• **Stored data**
=== Section Start ===
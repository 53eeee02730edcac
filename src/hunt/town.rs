//! A single town: its terrain, its shop, and the events a hunter can trigger there.
//!
//! Only one town exists at a time. Moving on replaces it with a fresh one,
//! which also resets the one-shot treasure and digging flags.

use log::debug;

use super::hunter::{Hunter, Treasure};
use super::io::{Input, Output, Style};
use super::rng::Entropy;
use super::shop::{Shop, ShopMode};
use super::terrain::Terrain;

/// Brawl threshold in a tough town.
pub const TOUGH_TOWN_CHANCE: f64 = 0.66;
/// Brawl threshold in a sleepy town.
pub const MILD_TOWN_CHANCE: f64 = 0.33;
/// Chance the crossing tool breaks on the way out.
pub const ITEM_BREAK_CHANCE: f64 = 0.5;
pub const DIG_SUCCESS_CHANCE: f64 = 0.5;
pub const DIG_MAX_GOLD: i32 = 20;
pub const BRAWL_MAX_GOLD: i32 = 10;

/// Result of looking for trouble.
#[derive(Debug, Clone, Copy, PartialEq, Eq)]
pub enum Trouble {
    Quiet,
    Won(i32),
    Lost(i32),
}

/// Result of digging for gold.
#[derive(Debug, Clone, Copy, PartialEq, Eq)]
pub enum DigOutcome {
    AlreadyDug,
    NoShovel,
    Struck(i32),
    Dirt,
}

impl DigOutcome {
    pub fn narration(self) -> String {
        match self {
            DigOutcome::AlreadyDug => "You already dug for gold in this town".to_string(),
            DigOutcome::NoShovel => "You can't dig for gold without a shovel".to_string(),
            DigOutcome::Struck(gold) => format!("You dug up {} gold!", gold),
            DigOutcome::Dirt => "You dug but only found dirt".to_string(),
        }
    }
}

#[derive(Debug, Clone)]
pub struct Town {
    shop: Shop,
    terrain: Terrain,
    tough_town: bool,
    protect_items: bool,
    searched_for_treasure: bool,
    dug_for_gold: bool,
    latest_message: String,
}

impl Town {
    /// Build a town with random terrain. It is tough with probability `toughness`.
    pub fn new(shop: Shop, toughness: f64, protect_items: bool, rng: &mut dyn Entropy) -> Self {
        let terrain = Terrain::random(rng);
        let tough_town = rng.chance(toughness);
        debug!(
            "town: built {} town behind the {}",
            if tough_town { "tough" } else { "sleepy" },
            terrain.name()
        );
        Town::with_terrain(shop, terrain, tough_town, protect_items)
    }

    /// Build a town with everything decided up front.
    pub fn with_terrain(shop: Shop, terrain: Terrain, tough_town: bool, protect_items: bool) -> Self {
        Town {
            shop,
            terrain,
            tough_town,
            protect_items,
            searched_for_treasure: false,
            dug_for_gold: false,
            latest_message: String::new(),
        }
    }

    pub fn terrain(&self) -> &Terrain {
        &self.terrain
    }

    pub fn shop(&self) -> &Shop {
        &self.shop
    }

    pub fn is_tough(&self) -> bool {
        self.tough_town
    }

    pub fn latest_news(&self) -> &str {
        &self.latest_message
    }

    pub fn searched_for_treasure(&self) -> bool {
        self.searched_for_treasure
    }

    pub fn mark_searched(&mut self) {
        self.searched_for_treasure = true;
    }

    pub fn dug_for_gold(&self) -> bool {
        self.dug_for_gold
    }

    /// Greet the hunter; this becomes the town's first news.
    pub fn hunter_arrives(&mut self, hunter: &Hunter) {
        let mut msg = format!("Welcome to town, {}.", hunter.name());
        if self.tough_town {
            msg.push_str("\nIt's pretty rough around here, so watch yourself.");
        } else {
            msg.push_str("\nWe're just a sleepy little town with mild mannered folk.");
        }
        self.latest_message = msg;
    }

    /// Try to cross the terrain. On success the tool may break, unless items
    /// are protected. Returns whether the hunter got out.
    pub fn leave_town(&mut self, hunter: &mut Hunter, rng: &mut dyn Entropy) -> bool {
        let item = self.terrain.required_item();
        if !self.terrain.can_cross(hunter) {
            self.latest_message = format!(
                "You can't leave town, {}. You don't have a {}.",
                hunter.name(),
                item
            );
            return false;
        }

        let mut msg = format!(
            "You used your {} to cross the {}.",
            item,
            self.terrain.name()
        );
        if rng.chance(ITEM_BREAK_CHANCE) {
            if self.protect_items {
                msg.push_str(&format!(
                    "\nA powerful force prevents you from losing your {}.",
                    item
                ));
            } else {
                hunter.remove_item_from_kit(item);
                msg.push_str(&format!("\nUnfortunately, you lost your {}.", item));
            }
        }
        self.latest_message = msg;
        true
    }

    /// Hand the hunter over to the shop and keep what it says as news.
    pub fn enter_shop(
        &mut self,
        hunter: &mut Hunter,
        mode: ShopMode,
        out: &mut dyn Output,
        input: &mut dyn Input,
    ) {
        self.latest_message = self.shop.enter(hunter, mode, out, input);
    }

    /// Brawl threshold for this town.
    pub fn no_trouble_chance(&self) -> f64 {
        if self.tough_town {
            TOUGH_TOWN_CHANCE
        } else {
            MILD_TOWN_CHANCE
        }
    }

    /// Pick a fight for gold.
    ///
    /// The same threshold gates both draws: a fight starts when the first draw
    /// is at or below it, and is won when the second draw is above it. Tough
    /// towns therefore start more fights and win fewer of them. A sword only
    /// changes what the beaten brawler says when the hunter wins.
    pub fn look_for_trouble(
        &mut self,
        hunter: &mut Hunter,
        rng: &mut dyn Entropy,
        out: &mut dyn Output,
    ) -> Trouble {
        let threshold = self.no_trouble_chance();
        if rng.unit() > threshold {
            self.latest_message = "You couldn't find any trouble".to_string();
            return Trouble::Quiet;
        }

        out.present(
            "You want trouble, stranger!  You got it!\nOof! Umph! Ow!",
            Style::Warning,
        );
        let stake = rng.roll(BRAWL_MAX_GOLD);
        if rng.unit() > threshold {
            if hunter.has_item_in_kit("sword") {
                out.present(
                    "The brawler, seeing your sword, realized he needs to do better.\n\
                     He couldn't win this fight, so he gave you his gold.",
                    Style::Normal,
                );
            } else {
                out.present(
                    "Okay, stranger! You proved yer mettle. Here, take my gold.",
                    Style::Normal,
                );
            }
            out.present(
                &format!("You won the brawl and receive {} gold.", stake),
                Style::Highlight,
            );
            hunter.change_gold(stake);
            self.latest_message = "You won, nice.".to_string();
            debug!("town: brawl won, +{} gold", stake);
            Trouble::Won(stake)
        } else {
            out.present(
                "That'll teach you to go lookin' fer trouble in MY town! Now pay up!",
                Style::Normal,
            );
            out.present(
                &format!("You lost the brawl and pay {} gold.", stake),
                Style::Highlight,
            );
            hunter.change_gold(-stake);
            self.latest_message = "You're weak.".to_string();
            debug!("town: brawl lost, -{} gold", stake);
            Trouble::Lost(stake)
        }
    }

    /// Draw what a search turns up; crown, trophy, gem and dust are equally likely.
    pub fn get_treasure(&self, rng: &mut dyn Entropy) -> Treasure {
        Treasure::ALL[rng.pick(Treasure::ALL.len())]
    }

    /// Dig once per town with a shovel; half the time there is gold.
    pub fn dig_for_gold(&mut self, hunter: &mut Hunter, rng: &mut dyn Entropy) -> DigOutcome {
        if self.dug_for_gold {
            return DigOutcome::AlreadyDug;
        }
        if !hunter.has_item_in_kit("shovel") {
            return DigOutcome::NoShovel;
        }
        self.dug_for_gold = true;
        if rng.chance(DIG_SUCCESS_CHANCE) {
            let gold = rng.roll(DIG_MAX_GOLD);
            hunter.change_gold(gold);
            DigOutcome::Struck(gold)
        } else {
            DigOutcome::Dirt
        }
    }

    pub fn info_string(&self) -> String {
        format!(
            "This nice little town is surrounded by {}.",
            self.terrain.name()
        )
    }
}

#[cfg(test)]
mod tests {
    use super::*;
    use crate::hunt::io::Transcript;
    use crate::hunt::rng::ScriptedEntropy;
    use crate::hunt::terrain::TerrainKind;

    fn mk_town(kind: TerrainKind, tough: bool, protect: bool) -> Town {
        Town::with_terrain(Shop::new(0.5, false), Terrain::new(kind), tough, protect)
    }

    #[test]
    fn construction_draws_terrain_then_toughness() {
        let mut rng = ScriptedEntropy::new([0.0, 0.3]);
        let town = Town::new(Shop::new(0.5, false), 0.4, false, &mut rng);
        assert_eq!(town.terrain().kind(), TerrainKind::Mountains);
        assert!(town.is_tough());

        let mut rng = ScriptedEntropy::new([0.9, 0.4]);
        let town = Town::new(Shop::new(0.5, false), 0.4, false, &mut rng);
        assert_eq!(town.terrain().kind(), TerrainKind::Marsh);
        assert!(!town.is_tough());
        assert!(!town.searched_for_treasure());
        assert!(!town.dug_for_gold());
    }

    #[test]
    fn arrival_message_reflects_toughness() {
        let hunter = Hunter::new("Ada", 10);
        let mut rough = mk_town(TerrainKind::Ocean, true, false);
        rough.hunter_arrives(&hunter);
        assert!(rough.latest_news().starts_with("Welcome to town, ada."));
        assert!(rough.latest_news().contains("pretty rough"));
        let mut sleepy = mk_town(TerrainKind::Ocean, false, false);
        sleepy.hunter_arrives(&hunter);
        assert!(sleepy.latest_news().contains("sleepy little town"));
    }

    #[test]
    fn leave_without_tool_is_refused() {
        let mut town = mk_town(TerrainKind::Jungle, false, false);
        let mut hunter = Hunter::new("h", 10);
        hunter.buy_item("rope", 0);
        let mut rng = ScriptedEntropy::new([0.0]);
        assert!(!town.leave_town(&mut hunter, &mut rng));
        assert_eq!(hunter.kit_len(), 1);
        assert_eq!(rng.remaining(), 1);
        assert!(town.latest_news().contains("You don't have a machete"));
    }

    #[test]
    fn leave_may_break_tool() {
        let mut town = mk_town(TerrainKind::Mountains, false, false);
        let mut hunter = Hunter::new("h", 10);
        hunter.buy_item("rope", 0);
        assert!(town.leave_town(&mut hunter, &mut ScriptedEntropy::new([0.7])));
        assert!(hunter.has_item_in_kit("rope"));
        assert_eq!(town.latest_news(), "You used your rope to cross the Mountains.");

        assert!(town.leave_town(&mut hunter, &mut ScriptedEntropy::new([0.2])));
        assert!(!hunter.has_item_in_kit("rope"));
        assert!(town.latest_news().contains("you lost your rope"));
    }

    #[test]
    fn protected_items_survive_the_break_roll() {
        let mut town = mk_town(TerrainKind::Desert, false, true);
        let mut hunter = Hunter::new("h", 10);
        hunter.buy_item("water", 0);
        assert!(town.leave_town(&mut hunter, &mut ScriptedEntropy::new([0.0])));
        assert!(hunter.has_item_in_kit("water"));
        assert!(town.latest_news().contains("powerful force"));
    }

    #[test]
    fn quiet_town_finds_no_trouble() {
        let mut town = mk_town(TerrainKind::Plains, false, false);
        let mut hunter = Hunter::new("h", 10);
        let mut out = Transcript::new();
        let res = town.look_for_trouble(&mut hunter, &mut ScriptedEntropy::new([0.5]), &mut out);
        assert_eq!(res, Trouble::Quiet);
        assert_eq!(hunter.gold(), 10);
        assert_eq!(town.latest_news(), "You couldn't find any trouble");
        assert!(out.entries().is_empty());
    }

    #[test]
    fn brawl_win_and_loss_move_gold_by_stake() {
        let mut town = mk_town(TerrainKind::Plains, true, false);
        let mut hunter = Hunter::new("h", 10);
        let mut out = Transcript::new();
        // trouble, stake 5, win
        let mut rng = ScriptedEntropy::new([0.1, 0.45, 0.9]);
        assert_eq!(town.look_for_trouble(&mut hunter, &mut rng, &mut out), Trouble::Won(5));
        assert_eq!(hunter.gold(), 15);
        assert!(out.contains("You won the brawl and receive 5 gold."));
        // trouble, stake 10, lose
        let mut rng = ScriptedEntropy::new([0.66, 0.95, 0.66]);
        assert_eq!(town.look_for_trouble(&mut hunter, &mut rng, &mut out), Trouble::Lost(10));
        assert_eq!(hunter.gold(), 5);
        assert_eq!(town.latest_news(), "You're weak.");
    }

    #[test]
    fn sword_changes_only_the_story() {
        let mut town = mk_town(TerrainKind::Plains, false, false);
        let mut hunter = Hunter::new("h", 10);
        hunter.buy_item("sword", 0);
        let mut out = Transcript::new();
        let mut rng = ScriptedEntropy::new([0.1, 0.0, 0.2]);
        assert_eq!(town.look_for_trouble(&mut hunter, &mut rng, &mut out), Trouble::Lost(1));
        assert_eq!(hunter.gold(), 9);
        assert!(!out.contains("seeing your sword"));
        let mut rng = ScriptedEntropy::new([0.1, 0.0, 0.8]);
        assert_eq!(town.look_for_trouble(&mut hunter, &mut rng, &mut out), Trouble::Won(1));
        assert!(out.contains("seeing your sword"));
    }

    #[test]
    fn treasure_draw_uses_four_buckets() {
        let town = mk_town(TerrainKind::Marsh, false, false);
        let mut rng = ScriptedEntropy::new([0.1, 0.3, 0.6, 0.8]);
        let found: Vec<Treasure> = (0..4).map(|_| town.get_treasure(&mut rng)).collect();
        assert_eq!(found, Treasure::ALL.to_vec());
    }

    #[test]
    fn digging_needs_shovel_and_happens_once() {
        let mut town = mk_town(TerrainKind::Marsh, false, false);
        let mut hunter = Hunter::new("h", 10);
        let mut rng = ScriptedEntropy::new([0.1, 0.5]);
        assert_eq!(town.dig_for_gold(&mut hunter, &mut rng), DigOutcome::NoShovel);
        assert!(!town.dug_for_gold());
        hunter.buy_item("shovel", 0);
        assert_eq!(town.dig_for_gold(&mut hunter, &mut rng), DigOutcome::Struck(11));
        assert_eq!(hunter.gold(), 21);
        assert_eq!(town.dig_for_gold(&mut hunter, &mut rng), DigOutcome::AlreadyDug);
        assert_eq!(hunter.gold(), 21);
    }

    #[test]
    fn dirt_still_uses_up_the_dig() {
        let mut town = mk_town(TerrainKind::Marsh, false, false);
        let mut hunter = Hunter::new("h", 10);
        hunter.buy_item("shovel", 0);
        let mut rng = ScriptedEntropy::new([0.9]);
        assert_eq!(town.dig_for_gold(&mut hunter, &mut rng), DigOutcome::Dirt);
        assert!(town.dug_for_gold());
        assert_eq!(DigOutcome::Dirt.narration(), "You dug but only found dirt");
    }

    #[test]
    fn info_names_terrain() {
        let town = mk_town(TerrainKind::Jungle, false, false);
        assert_eq!(town.info_string(), "This nice little town is surrounded by Jungle.");
    }
}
=== Section End ===
• **What the task asks**
Where does the word "rough" occur in the data? Copy every line that has it.

• **Answer below**
            msg.push_str("\nIt's pretty rough around here, so watch yourself.");
        let mut rough = mk_town(TerrainKind::Ocean, true, false);
        rough.hunter_arrives(&hunter);
        assert!(rough.latest_news().starts_with("Welcome to town, ada."));
        assert!(rough.latest_news().contains("pretty rough"));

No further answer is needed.